WORK INSTRUCTION:
Would you reproduce, without any alteration, the lines from the opening line of the entries through the line that has "use goblin::elf32::header::SIZEOF_EHDR as" in it?

Stored data
════

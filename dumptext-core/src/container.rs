use std::io::Read;

use flate2::read::ZlibDecoder;
use goblin::container::Ctx;
use goblin::elf::header::{
    Header, EI_CLASS, EI_DATA, ELFCLASS32, ELFCLASS64, ELFDATA2LSB, ELFDATA2MSB, ELFMAG, ET_EXEC,
    SELFMAG, SIZEOF_IDENT,
};
use goblin::elf::section_header::{SectionHeader, SHN_UNDEF, SHN_XINDEX, SHT_NOBITS};
use goblin::elf::Elf;
use goblin::elf32::header::SIZEOF_EHDR as SIZEOF_EHDR32;
use goblin::elf32::section_header::SIZEOF_SHDR as SIZEOF_SHDR32;
use goblin::elf64::header::SIZEOF_EHDR as SIZEOF_EHDR64;
use goblin::elf64::section_header::SIZEOF_SHDR as SIZEOF_SHDR64;
use scroll::{Endian, Pread};

use crate::error::{Error, ParseError, Result, SourceError};
use crate::sections::{name_from_strtab, Section};
use crate::source::ReadAt;

/// A parsed ELF header and section header table over a byte source.
///
/// Only metadata is read up front. Section contents stay in the source until
/// [`ElfContainer::section_data`] asks for them, which keeps the buffering
/// stdin path from consuming more of the stream than it needs.
#[derive(Debug)]
pub struct ElfContainer<S: ReadAt> {
    source: S,
    header: Header,
    ctx: Ctx,
    sections: Vec<Section>,
}

impl<S: ReadAt> ElfContainer<S> {
    pub fn open(source: S) -> Result<Self> {
        let mut ident = [0u8; SIZEOF_IDENT];
        read_header_bytes(&source, &mut ident)?;

        if &ident[..SELFMAG] != ELFMAG {
            let mut magic = [0u8; SELFMAG];
            magic.copy_from_slice(&ident[..SELFMAG]);
            return Err(ParseError::BadMagic(magic).into());
        }
        let ehdr_size = match ident[EI_CLASS] {
            ELFCLASS32 => SIZEOF_EHDR32,
            ELFCLASS64 => SIZEOF_EHDR64,
            class => return Err(ParseError::UnsupportedClass(class).into()),
        };
        match ident[EI_DATA] {
            ELFDATA2LSB | ELFDATA2MSB => {}
            data => return Err(ParseError::UnsupportedEncoding(data).into()),
        }

        let mut raw = vec![0u8; ehdr_size];
        read_header_bytes(&source, &mut raw)?;
        let header = Elf::parse_header(&raw).map_err(ParseError::from)?;
        let container = header.container().map_err(ParseError::from)?;
        let endian = header.endianness().map_err(ParseError::from)?;
        let ctx = Ctx::new(container, endian);

        log::debug!(
            "ELF{} {:?} header: machine {:#x}, {} sections at {:#x}",
            if ctx.is_big() { 64 } else { 32 },
            endian,
            header.e_machine,
            header.e_shnum,
            header.e_shoff
        );

        let sections = read_section_table(&source, &header, ctx)?;
        log::debug!("parsed {} section headers", sections.len());

        Ok(Self {
            source,
            header,
            ctx,
            sections,
        })
    }

    pub fn is_64(&self) -> bool {
        self.ctx.is_big()
    }

    pub fn is_little_endian(&self) -> bool {
        self.ctx.is_little_endian()
    }

    pub fn is_executable(&self) -> bool {
        self.header.e_type == ET_EXEC
    }

    pub fn entry_point(&self) -> u64 {
        self.header.e_entry
    }

    pub fn machine(&self) -> u16 {
        self.header.e_machine
    }

    /// Sections in table order, including the null section at index 0.
    pub fn sections(&self) -> &[Section] {
        &self.sections
    }

    /// First section whose name matches `name` exactly.
    pub fn section(&self, name: &str) -> Option<&Section> {
        self.sections.iter().find(|s| s.name == name)
    }

    /// Reads the file bytes backing `section`, inflating them if the section
    /// is `SHF_COMPRESSED`.
    pub fn section_data(&self, section: &Section) -> Result<Vec<u8>> {
        if section.is_nobits() {
            return Err(Error::NoBits(section.name.clone()));
        }
        let data = self
            .source
            .read_vec_at(section.file_offset, section.size)
            .map_err(|source| Error::Extract {
                section: section.name.clone(),
                source,
            })?;
        if section.is_compressed() {
            return decompress(section, &data, self.ctx);
        }
        Ok(data)
    }

    /// Looks up `name` and reads its data in one step.
    pub fn read_section(&self, name: &str) -> Result<Vec<u8>> {
        let section = self
            .section(name)
            .ok_or_else(|| Error::SectionNotFound(name.to_string()))?;
        log::debug!(
            "section {} (#{}) at offset {:#x}, {} bytes",
            section.name,
            section.index,
            section.file_offset,
            section.size
        );
        self.section_data(section)
    }
}

/// Reads header bytes from the start of the source; running out is a truncated header.
fn read_header_bytes<S: ReadAt>(source: &S, buf: &mut [u8]) -> Result<()> {
    match source.read_exact_at(buf, 0) {
        Err(SourceError::ShortRead { available, .. }) => {
            Err(ParseError::TruncatedHeader { available }.into())
        }
        other => other.map_err(Error::from),
    }
}

const ELFCOMPRESS_ZLIB: u32 = 1;

/// Returns `ch_type`, `ch_size` and the header length for the file's class.
fn read_chdr(data: &[u8], ctx: Ctx) -> std::result::Result<(u32, u64, usize), scroll::Error> {
    let endian: Endian = ctx.le;
    let ch_type: u32 = data.pread_with(0, endian)?;
    if ctx.is_big() {
        Ok((ch_type, data.pread_with::<u64>(8, endian)?, 24))
    } else {
        Ok((ch_type, u64::from(data.pread_with::<u32>(4, endian)?), 12))
    }
}

/// Splits an `Elf32_Chdr`/`Elf64_Chdr` off `data` and inflates the zlib stream behind it.
fn decompress(section: &Section, data: &[u8], ctx: Ctx) -> Result<Vec<u8>> {
    let fail = |reason: String| Error::Decompress {
        section: section.name.clone(),
        reason,
    };
    let (ch_type, ch_size, header_len) =
        read_chdr(data, ctx).map_err(|e| fail(format!("bad compression header: {e}")))?;
    if ch_type != ELFCOMPRESS_ZLIB {
        return Err(fail(format!("unsupported compression type {ch_type}")));
    }
    let body = data
        .get(header_len..)
        .ok_or_else(|| fail("bad compression header: truncated".to_string()))?;

    // One byte past the declared size is enough to notice an oversized stream.
    let mut out = Vec::new();
    ZlibDecoder::new(body)
        .take(ch_size.saturating_add(1))
        .read_to_end(&mut out)
        .map_err(|e| fail(format!("zlib: {e}")))?;
    if out.len() as u64 != ch_size {
        return Err(fail(format!(
            "inflated to {} bytes, header declares {ch_size}",
            out.len()
        )));
    }
    log::debug!(
        "section {}: inflated {} bytes to {}",
        section.name,
        data.len(),
        out.len()
    );
    Ok(out)
}

fn malformed(reason: String) -> Error {
    ParseError::MalformedSectionTable(reason).into()
}

/// Reads a metadata range; running out of input means the table is malformed.
fn read_table_bytes<S: ReadAt>(source: &S, offset: u64, size: u64, what: &str) -> Result<Vec<u8>> {
    source.read_vec_at(offset, size).map_err(|e| match e {
        SourceError::ShortRead { available, .. } => malformed(format!(
            "{what} at {offset:#x} needs {size} bytes, only {available} available"
        )),
        e => Error::Source(e),
    })
}

fn parse_shdr(table: &[u8], offset: usize, ctx: Ctx) -> Result<SectionHeader> {
    let sh: std::result::Result<SectionHeader, goblin::error::Error> =
        table.pread_with(offset, ctx);
    sh.map_err(|e| malformed(format!("section header at table offset {offset:#x}: {e}")))
}

fn read_section_table<S: ReadAt>(source: &S, header: &Header, ctx: Ctx) -> Result<Vec<Section>> {
    if header.e_shoff == 0 {
        log::warn!("no section header table (stripped binary?)");
        return Ok(Vec::new());
    }

    let entsize = if ctx.is_big() {
        SIZEOF_SHDR64
    } else {
        SIZEOF_SHDR32
    };
    if header.e_shentsize as usize != entsize {
        return Err(malformed(format!(
            "entry size {} does not match the ELF class (expected {entsize})",
            header.e_shentsize
        )));
    }

    // Extended numbering keeps the real count and string table index in section 0.
    let mut count = header.e_shnum as u64;
    let mut strndx = u32::from(header.e_shstrndx);
    if count == 0 || strndx == SHN_XINDEX {
        let first = read_table_bytes(source, header.e_shoff, entsize as u64, "section header 0")?;
        let sh0 = parse_shdr(&first, 0, ctx)?;
        if count == 0 {
            count = sh0.sh_size;
        }
        if strndx == SHN_XINDEX {
            strndx = sh0.sh_link;
        }
    }

    let table_size = count
        .checked_mul(entsize as u64)
        .ok_or_else(|| malformed(format!("section count {count} overflows")))?;
    let table = read_table_bytes(source, header.e_shoff, table_size, "section header table")?;
    let headers = table
        .chunks_exact(entsize)
        .map(|entry| parse_shdr(entry, 0, ctx))
        .collect::<Result<Vec<_>>>()?;

    let strtab = if strndx == SHN_UNDEF {
        log::warn!("no section name string table; all names are empty");
        None
    } else {
        let sh = headers.get(strndx as usize).ok_or_else(|| {
            malformed(format!(
                "name string table index {strndx} out of range ({} sections)",
                headers.len()
            ))
        })?;
        if sh.sh_type == SHT_NOBITS {
            return Err(malformed("name string table has no file data".to_string()));
        }
        Some(read_table_bytes(
            source,
            sh.sh_offset,
            sh.sh_size,
            "name string table",
        )?)
    };

    Ok(headers
        .iter()
        .enumerate()
        .map(|(index, sh)| {
            let name = match &strtab {
                Some(strtab) => name_from_strtab(strtab, sh.sh_name).unwrap_or_else(|| {
                    log::warn!("section #{index}: name offset {:#x} unresolvable", sh.sh_name);
                    String::new()
                }),
                None => String::new(),
            };
            Section::from_goblin_sh(index, name, sh)
        })
        .collect())
}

════

SOLUTION BELOW:
filename dumptext-core/src/container.rs
use std::io::Read;

use flate2::read::ZlibDecoder;
use goblin::container::Ctx;
use goblin::elf::header::{
    Header, EI_CLASS, EI_DATA, ELFCLASS32, ELFCLASS64, ELFDATA2LSB, ELFDATA2MSB, ELFMAG, ET_EXEC,
    SELFMAG, SIZEOF_IDENT,
};
use goblin::elf::section_header::{SectionHeader, SHN_UNDEF, SHN_XINDEX, SHT_NOBITS};
use goblin::elf::Elf;
use goblin::elf32::header::SIZEOF_EHDR as SIZEOF_EHDR32;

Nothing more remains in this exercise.